Lessons in Likeness: Portrait Painters in Kentucky and the Ohio River Valley, 1802-1920 : Featuring Works from the Filson Historical Society

Lessons in Likeness: Portrait Painters in Kentucky and the Ohio River Valley, 1802-1920 : Featuring Works from the Filson Historical Society

Lessons in Likeness: Portrait Painters in Kentucky and the Ohio River Valley, 1802-1920 : Featuring Works from the Filson Historical Society

Lessons in Likeness: Portrait Painters in Kentucky and the Ohio River Valley, 1802-1920 : Featuring Works from the Filson Historical Society

Synopsis

From 1802, when the young artist William Edward West began painting portraits on a downriver trip to New Orleans, to 1918, when John Alberts, the last of Frank Duveneck's students, worked in Louisville, a wide variety of portrait artists were active in Kentucky and the Ohio River Valley. Lessons in Likeness: Portrait Painters in Kentucky and the Ohio River Valley, 1802--1920 charts the course of those artists as they painted the mighty and the lowly, statesmen and business magnates as well as country folk living far from urban centers. Paintings by each artist are illustrated, when possible, from The Filson Historical Society collection of some 400 portraits representing one of the most extensive holdings available for study in the region.

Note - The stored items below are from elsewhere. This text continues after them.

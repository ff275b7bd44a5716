//! Bidirectional cursors over sequences.
//!
//! A cursor is split in two: [`ListCursor`] owns the bookkeeping every
//! sequence shares (the index, optional upper bound, boundary checks, refusal
//! to mutate), and a [`Step`] strategy owns the sequence-specific window of
//! recent values that turns each move into O(1) work.
//!
//! ## Architecture
//!
//! ```text
//!   ListCursor<S>
//!   ┌──────────────────────────────────────────────┐
//!   │ idx: usize          end: Option<usize>       │
//!   │                                              │
//!   │ next_element():  check bound                 │
//!   │                  v = step.forward(idx)       │
//!   │                  idx += 1                    │
//!   │                                              │
//!   │ previous():      check idx > 0               │
//!   │                  idx -= 1                    │
//!   │                  v = step.backward(idx)      │
//!   └───────────────────────┬──────────────────────┘
//!                           │ S: Step
//!          ┌────────────────┼───────────────┬──────────────┐
//!          ▼                ▼               ▼              ▼
//!     LinearStep      FactorialStep      PrimeStep     SliceStep
//!   window [a_i ..]    window i!         current p_i   backing slice
//! ```
//!
//! ## Cursor Positions
//!
//! The cursor sits *between* elements, like a text caret. With `idx == 3`,
//! `next_element()` yields element 3 and `previous()` yields element 2:
//!
//! ```text
//!     a0   a1   a2 | a3   a4   ...
//!                  ^
//!          previous_index() = 2, next_index() = 3
//! ```

use num_bigint::BigInt;
use std::collections::VecDeque;
use std::sync::Arc;

use crate::error::{InvariantError, SequenceError};

/// Sequence-specific movement rule driven by a [`ListCursor`].
///
/// Implementations keep a window positioned at the cursor. `forward(i)` is
/// called with the cursor at `i`: it returns element `i` and slides the window
/// to `i + 1`. `backward(i)` is called after the cursor has moved back to `i`:
/// it slides the window to `i` and returns element `i`.
pub trait Step {
    /// Element type produced by this step.
    type Item;

    /// Returns element `index` and advances the window past it.
    fn forward(&mut self, index: usize) -> Result<Self::Item, SequenceError>;

    /// Moves the window back to `index` and returns element `index`.
    fn backward(&mut self, index: usize) -> Result<Self::Item, SequenceError>;
}

impl<S: Step + ?Sized> Step for Box<S> {
    type Item = S::Item;

    #[inline]
    fn forward(&mut self, index: usize) -> Result<Self::Item, SequenceError> {
        (**self).forward(index)
    }

    #[inline]
    fn backward(&mut self, index: usize) -> Result<Self::Item, SequenceError> {
        (**self).backward(index)
    }
}

/// Type-erased step used by [`Sequence`](crate::traits::Sequence) cursors.
pub type BoxedStep<E> = Box<dyn Step<Item = E> + Send>;

/// Cursor type returned by [`Sequence::cursor`](crate::traits::Sequence::cursor).
pub type SequenceCursor<E> = ListCursor<BoxedStep<E>>;

/// Read-only bidirectional cursor.
///
/// # Example
///
/// ```
/// use seqkit::prelude::*;
///
/// let mut cursor = FibonacciNumber::new().cursor();
/// let forward: Vec<i64> = (0..6)
///     .map(|_| i64::try_from(cursor.next_element().unwrap()).unwrap())
///     .collect();
/// assert_eq!(forward, vec![0, 1, 1, 2, 3, 5]);
///
/// assert_eq!(cursor.next_index(), 6);
/// assert_eq!(i64::try_from(cursor.previous().unwrap()).unwrap(), 5);
/// assert_eq!(cursor.previous_index(), Some(4));
/// ```
#[derive(Debug)]
pub struct ListCursor<S> {
    idx: usize,
    end: Option<usize>,
    step: S,
}

impl<S: Step> ListCursor<S> {
    /// Unbounded cursor positioned before element 0.
    #[inline]
    pub fn new(step: S) -> Self {
        Self::starting_at(step, 0)
    }

    /// Unbounded cursor positioned before element `idx`.
    ///
    /// `step` must already be seeded for position `idx`.
    #[inline]
    pub fn starting_at(step: S, idx: usize) -> Self {
        Self {
            idx,
            end: None,
            step,
        }
    }

    /// Cursor positioned before `idx` that never moves past `end`.
    #[inline]
    pub fn bounded(step: S, idx: usize, end: usize) -> Self {
        Self {
            idx,
            end: Some(end),
            step,
        }
    }

    /// Returns `true` unless the cursor sits at its upper bound.
    #[inline]
    pub fn has_next(&self) -> bool {
        self.end.map_or(true, |end| self.idx < end)
    }

    /// Returns `true` unless the cursor sits before element 0.
    #[inline]
    pub fn has_previous(&self) -> bool {
        self.idx > 0
    }

    /// Index of the element [`next_element`](Self::next_element) would return.
    #[inline]
    pub fn next_index(&self) -> usize {
        self.idx
    }

    /// Index of the element [`previous`](Self::previous) would return.
    #[inline]
    pub fn previous_index(&self) -> Option<usize> {
        self.idx.checked_sub(1)
    }

    /// Upper bound, if any.
    #[inline]
    pub fn end(&self) -> Option<usize> {
        self.end
    }

    /// Returns the next element and advances.
    ///
    /// # Errors
    ///
    /// Returns [`SequenceError::NoSuchElement`] at the upper bound.
    pub fn next_element(&mut self) -> Result<S::Item, SequenceError> {
        if !self.has_next() {
            return Err(SequenceError::NoSuchElement);
        }
        let value = self.step.forward(self.idx)?;
        self.idx += 1;
        Ok(value)
    }

    /// Moves back one position and returns that element.
    ///
    /// # Errors
    ///
    /// Returns [`SequenceError::NoSuchElement`] before element 0.
    pub fn previous(&mut self) -> Result<S::Item, SequenceError> {
        if self.idx == 0 {
            return Err(SequenceError::NoSuchElement);
        }
        self.idx -= 1;
        self.step.backward(self.idx)
    }

    /// Always fails; cursors are read-only.
    pub fn remove(&mut self) -> Result<(), SequenceError> {
        Err(SequenceError::UnsupportedOperation("remove"))
    }

    /// Always fails; cursors are read-only.
    pub fn add(&mut self, _value: S::Item) -> Result<(), SequenceError> {
        Err(SequenceError::UnsupportedOperation("add"))
    }

    /// Always fails; cursors are read-only.
    pub fn set(&mut self, _value: S::Item) -> Result<(), SequenceError> {
        Err(SequenceError::UnsupportedOperation("set"))
    }
}

impl<S: Step + Send + 'static> ListCursor<S> {
    /// Erases the step type so cursors of different sequences share a type.
    pub fn boxed(self) -> SequenceCursor<S::Item> {
        ListCursor {
            idx: self.idx,
            end: self.end,
            step: Box::new(self.step),
        }
    }
}

/// Yields elements until the upper bound or the first error.
///
/// An error ends iteration and is logged; use
/// [`next_element`](ListCursor::next_element) to observe it directly.
impl<S: Step> Iterator for ListCursor<S> {
    type Item = S::Item;

    fn next(&mut self) -> Option<Self::Item> {
        if !self.has_next() {
            return None;
        }
        match self.next_element() {
            Ok(value) => Some(value),
            Err(err) => {
                tracing::warn!(index = self.idx, error = %err, "sequence cursor stopped");
                None
            },
        }
    }

    fn size_hint(&self) -> (usize, Option<usize>) {
        match self.end {
            Some(end) => {
                let remaining = end.saturating_sub(self.idx);
                (0, Some(remaining))
            },
            None => (usize::MAX, None),
        }
    }
}

// ---------------------------------------------------------------------------
// LinearStep
// ---------------------------------------------------------------------------

/// Window over a linear recurrence `a(i + k) = Σ c_j · a(i + j)` with `c_0 = 1`.
///
/// The leading coefficient of one lets the window also run backwards exactly:
/// `a(i − 1) = a(i + k − 1) − Σ_{j ≥ 1} c_j · a(i + j − 1)`.
#[derive(Debug, Clone)]
pub struct LinearStep {
    coefficients: &'static [i64],
    window: VecDeque<BigInt>,
}

impl LinearStep {
    /// Creates a step whose window holds `a(i) .. a(i + k)` for the cursor
    /// position `i`.
    pub fn new(coefficients: &'static [i64], window: VecDeque<BigInt>) -> Self {
        debug_assert_eq!(coefficients.first(), Some(&1), "leading coefficient must be 1");
        debug_assert_eq!(coefficients.len(), window.len(), "window must match order");
        Self {
            coefficients,
            window,
        }
    }

    /// Creates a step positioned at 0 from the recurrence's seed values.
    pub fn from_seeds(coefficients: &'static [i64], seeds: &[i64]) -> Self {
        Self::new(coefficients, seeds.iter().map(|&s| BigInt::from(s)).collect())
    }

    fn empty_window() -> SequenceError {
        InvariantError::new("recurrence window is empty").into()
    }
}

impl Step for LinearStep {
    type Item = BigInt;

    fn forward(&mut self, _index: usize) -> Result<BigInt, SequenceError> {
        let next: BigInt = self
            .coefficients
            .iter()
            .zip(&self.window)
            .map(|(c, w)| w * *c)
            .sum();
        self.window.push_back(next);
        self.window.pop_front().ok_or_else(Self::empty_window)
    }

    fn backward(&mut self, _index: usize) -> Result<BigInt, SequenceError> {
        let last = self.window.pop_back().ok_or_else(Self::empty_window)?;
        let tail: BigInt = self.coefficients[1..]
            .iter()
            .zip(&self.window)
            .map(|(c, w)| w * *c)
            .sum();
        let previous = last - tail;
        self.window.push_front(previous.clone());
        Ok(previous)
    }
}

// ---------------------------------------------------------------------------
// SliceStep
// ---------------------------------------------------------------------------

/// Step over a materialized slice.
#[derive(Debug, Clone)]
pub struct SliceStep<E> {
    elements: Arc<[E]>,
}

impl<E> SliceStep<E> {
    /// Creates a step over `elements`.
    pub fn new(elements: Arc<[E]>) -> Self {
        Self { elements }
    }

    fn at(&self, index: usize) -> Result<E, SequenceError>
    where
        E: Clone,
    {
        self.elements
            .get(index)
            .cloned()
            .ok_or(SequenceError::NoSuchElement)
    }
}

impl<E: Clone> Step for SliceStep<E> {
    type Item = E;

    #[inline]
    fn forward(&mut self, index: usize) -> Result<E, SequenceError> {
        self.at(index)
    }

    #[inline]
    fn backward(&mut self, index: usize) -> Result<E, SequenceError> {
        self.at(index)
    }
}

This volume begins with a cultural chronology -- a backdrop of critical events that shaped the taste and times of both artist and sitter. The chronology is followed by brief biographies of the artists, both legends and recent discoveries, illustrated by their work. Matthew Harris Jouett, who studied with Gilbert Stuart, William Edward West, who painted Lord Byron, and Frank Duveneck are well-known; far less so are James T. Poindexter, who painted charming children's portraits in western Kentucky, Reason Croft, a recently discovered itinerant in the Louisville area, and Oliver Frazer, the last resident portrait artist in Lexington during the romantic era. Pennington's study offers a captivating history of portraiture not only as a cherished possession but also representing a period of cultural and artistic transitions in the history of the Ohio River Valley region.

Excerpt

Lessons in Likeness, Estill Pennington’s study of portrait painting in Kentucky and the Ohio River Valley from about 1800 to the end of the First World War, will delight many readers. In this book he offers a general essay about Kentucky portraiture in that long century and provides a biographical checklist of individual artists, illustrated primarily with portraits in the collection of The Filson Historical Society. The book enriches our knowledge of Kentucky art and history in important ways. The author has been a student of Kentucky portraiture for many years because of his own family history and his strong association with the state and region. Building on earlier sources, including Edna Talbott Whitley’s Kentucky Ante-bellum Portraiture (1956) and the exhibition catalog The Kentucky Painter: from the Frontier Era to the Great War (Arthur F. Jones and Bruce Weber; Lexington: University of Kentucky Art Museum, 1981), Mr. Pennington has developed a wide-ranging knowledge of the history of its portraits through archival research, exhibitions, conferences, and publications. As the most knowledgeable scholar of this region’s portraits, he has become the person whom others seek out for clarification of the myriad details of its history. These features of his knowledge, offered in this book, make it a major resource for Kentuckians about their own history.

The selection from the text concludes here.